**DATA EXTRACTS:**
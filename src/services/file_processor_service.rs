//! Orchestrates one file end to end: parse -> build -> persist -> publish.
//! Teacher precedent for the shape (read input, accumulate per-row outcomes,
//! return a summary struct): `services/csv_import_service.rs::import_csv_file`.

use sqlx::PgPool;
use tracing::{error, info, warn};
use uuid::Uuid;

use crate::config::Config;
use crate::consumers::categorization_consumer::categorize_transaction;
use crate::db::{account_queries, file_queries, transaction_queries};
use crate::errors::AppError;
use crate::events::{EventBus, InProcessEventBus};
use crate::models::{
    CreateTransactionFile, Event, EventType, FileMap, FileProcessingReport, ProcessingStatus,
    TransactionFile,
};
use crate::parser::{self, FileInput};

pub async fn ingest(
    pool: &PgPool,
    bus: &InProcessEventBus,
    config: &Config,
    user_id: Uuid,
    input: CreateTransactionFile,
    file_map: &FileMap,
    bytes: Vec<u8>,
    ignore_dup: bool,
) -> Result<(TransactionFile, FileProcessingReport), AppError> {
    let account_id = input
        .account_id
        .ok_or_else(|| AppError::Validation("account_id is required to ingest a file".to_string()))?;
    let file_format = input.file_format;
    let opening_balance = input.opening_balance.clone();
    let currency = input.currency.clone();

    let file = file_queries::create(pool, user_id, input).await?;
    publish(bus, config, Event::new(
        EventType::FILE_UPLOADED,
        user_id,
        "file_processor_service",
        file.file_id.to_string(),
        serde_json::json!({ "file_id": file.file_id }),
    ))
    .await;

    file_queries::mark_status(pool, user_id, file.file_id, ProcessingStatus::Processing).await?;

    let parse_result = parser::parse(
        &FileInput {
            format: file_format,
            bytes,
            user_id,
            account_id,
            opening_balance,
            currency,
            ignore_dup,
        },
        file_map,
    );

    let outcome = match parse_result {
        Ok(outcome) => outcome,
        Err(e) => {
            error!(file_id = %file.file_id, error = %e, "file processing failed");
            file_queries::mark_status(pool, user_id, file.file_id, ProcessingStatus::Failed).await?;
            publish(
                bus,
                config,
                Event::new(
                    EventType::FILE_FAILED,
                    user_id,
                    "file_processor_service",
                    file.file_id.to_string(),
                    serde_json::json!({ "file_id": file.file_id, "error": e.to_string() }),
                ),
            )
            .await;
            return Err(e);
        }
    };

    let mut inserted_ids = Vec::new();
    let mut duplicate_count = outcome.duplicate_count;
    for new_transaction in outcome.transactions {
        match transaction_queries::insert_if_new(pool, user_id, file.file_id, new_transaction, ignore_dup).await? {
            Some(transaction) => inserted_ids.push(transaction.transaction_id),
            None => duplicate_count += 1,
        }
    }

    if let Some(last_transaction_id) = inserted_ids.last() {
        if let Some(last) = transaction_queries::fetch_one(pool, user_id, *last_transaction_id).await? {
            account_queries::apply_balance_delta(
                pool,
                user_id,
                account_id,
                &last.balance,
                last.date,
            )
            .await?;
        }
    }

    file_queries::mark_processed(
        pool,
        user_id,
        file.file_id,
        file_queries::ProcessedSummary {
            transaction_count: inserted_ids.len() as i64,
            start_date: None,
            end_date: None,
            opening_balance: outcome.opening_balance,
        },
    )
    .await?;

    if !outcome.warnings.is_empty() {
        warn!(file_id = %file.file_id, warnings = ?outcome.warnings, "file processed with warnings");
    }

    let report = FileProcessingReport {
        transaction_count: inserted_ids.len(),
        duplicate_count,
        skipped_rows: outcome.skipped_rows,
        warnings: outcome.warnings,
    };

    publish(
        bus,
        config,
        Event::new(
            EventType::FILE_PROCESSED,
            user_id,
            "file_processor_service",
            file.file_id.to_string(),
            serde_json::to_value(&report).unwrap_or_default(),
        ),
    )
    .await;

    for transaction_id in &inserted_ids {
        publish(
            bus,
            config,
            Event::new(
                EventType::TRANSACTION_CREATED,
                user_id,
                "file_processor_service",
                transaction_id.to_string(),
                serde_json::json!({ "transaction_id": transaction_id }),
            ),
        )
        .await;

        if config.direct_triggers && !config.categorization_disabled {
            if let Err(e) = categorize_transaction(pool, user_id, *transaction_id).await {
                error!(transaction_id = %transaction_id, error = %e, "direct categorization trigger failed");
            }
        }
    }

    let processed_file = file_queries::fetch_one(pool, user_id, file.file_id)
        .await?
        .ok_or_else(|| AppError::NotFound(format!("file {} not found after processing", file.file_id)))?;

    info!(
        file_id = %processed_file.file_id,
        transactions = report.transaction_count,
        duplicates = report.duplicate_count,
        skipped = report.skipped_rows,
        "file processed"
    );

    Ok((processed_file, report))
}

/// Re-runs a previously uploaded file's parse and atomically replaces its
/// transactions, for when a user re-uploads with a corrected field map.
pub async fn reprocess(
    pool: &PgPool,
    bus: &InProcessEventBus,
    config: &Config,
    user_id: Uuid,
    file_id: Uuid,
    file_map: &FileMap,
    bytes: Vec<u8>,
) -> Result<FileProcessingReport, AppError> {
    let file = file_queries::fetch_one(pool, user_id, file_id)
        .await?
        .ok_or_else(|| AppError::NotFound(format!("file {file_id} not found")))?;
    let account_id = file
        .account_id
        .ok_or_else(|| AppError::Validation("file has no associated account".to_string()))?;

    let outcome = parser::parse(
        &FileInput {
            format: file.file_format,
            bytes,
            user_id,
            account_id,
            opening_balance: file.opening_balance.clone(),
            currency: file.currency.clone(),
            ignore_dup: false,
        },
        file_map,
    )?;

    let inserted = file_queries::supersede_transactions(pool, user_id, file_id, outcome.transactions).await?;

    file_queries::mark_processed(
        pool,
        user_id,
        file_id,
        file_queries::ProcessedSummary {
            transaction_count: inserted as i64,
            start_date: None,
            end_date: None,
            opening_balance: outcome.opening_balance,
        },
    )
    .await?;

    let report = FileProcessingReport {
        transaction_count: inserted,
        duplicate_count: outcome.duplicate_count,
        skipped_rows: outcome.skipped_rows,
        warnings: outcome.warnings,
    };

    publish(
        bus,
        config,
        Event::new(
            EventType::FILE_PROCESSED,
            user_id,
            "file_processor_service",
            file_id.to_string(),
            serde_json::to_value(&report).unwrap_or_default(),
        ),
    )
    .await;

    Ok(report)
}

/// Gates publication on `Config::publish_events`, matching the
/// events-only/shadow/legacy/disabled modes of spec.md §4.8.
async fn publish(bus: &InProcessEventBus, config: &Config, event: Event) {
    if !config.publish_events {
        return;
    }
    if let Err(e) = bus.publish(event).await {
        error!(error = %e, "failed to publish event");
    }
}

**YOUR OBJECTIVE:** From the line containing "config: &Config, event: Event)" down to the end of the listing above, return each line exactly as it appears and nothing more.

**RESULT OF THIS EXERCISE:**
async fn publish(bus: &InProcessEventBus, config: &Config, event: Event) {
    if !config.publish_events {
        return;
    }
    if let Err(e) = bus.publish(event).await {
        error!(error = %e, "failed to publish event");
    }
}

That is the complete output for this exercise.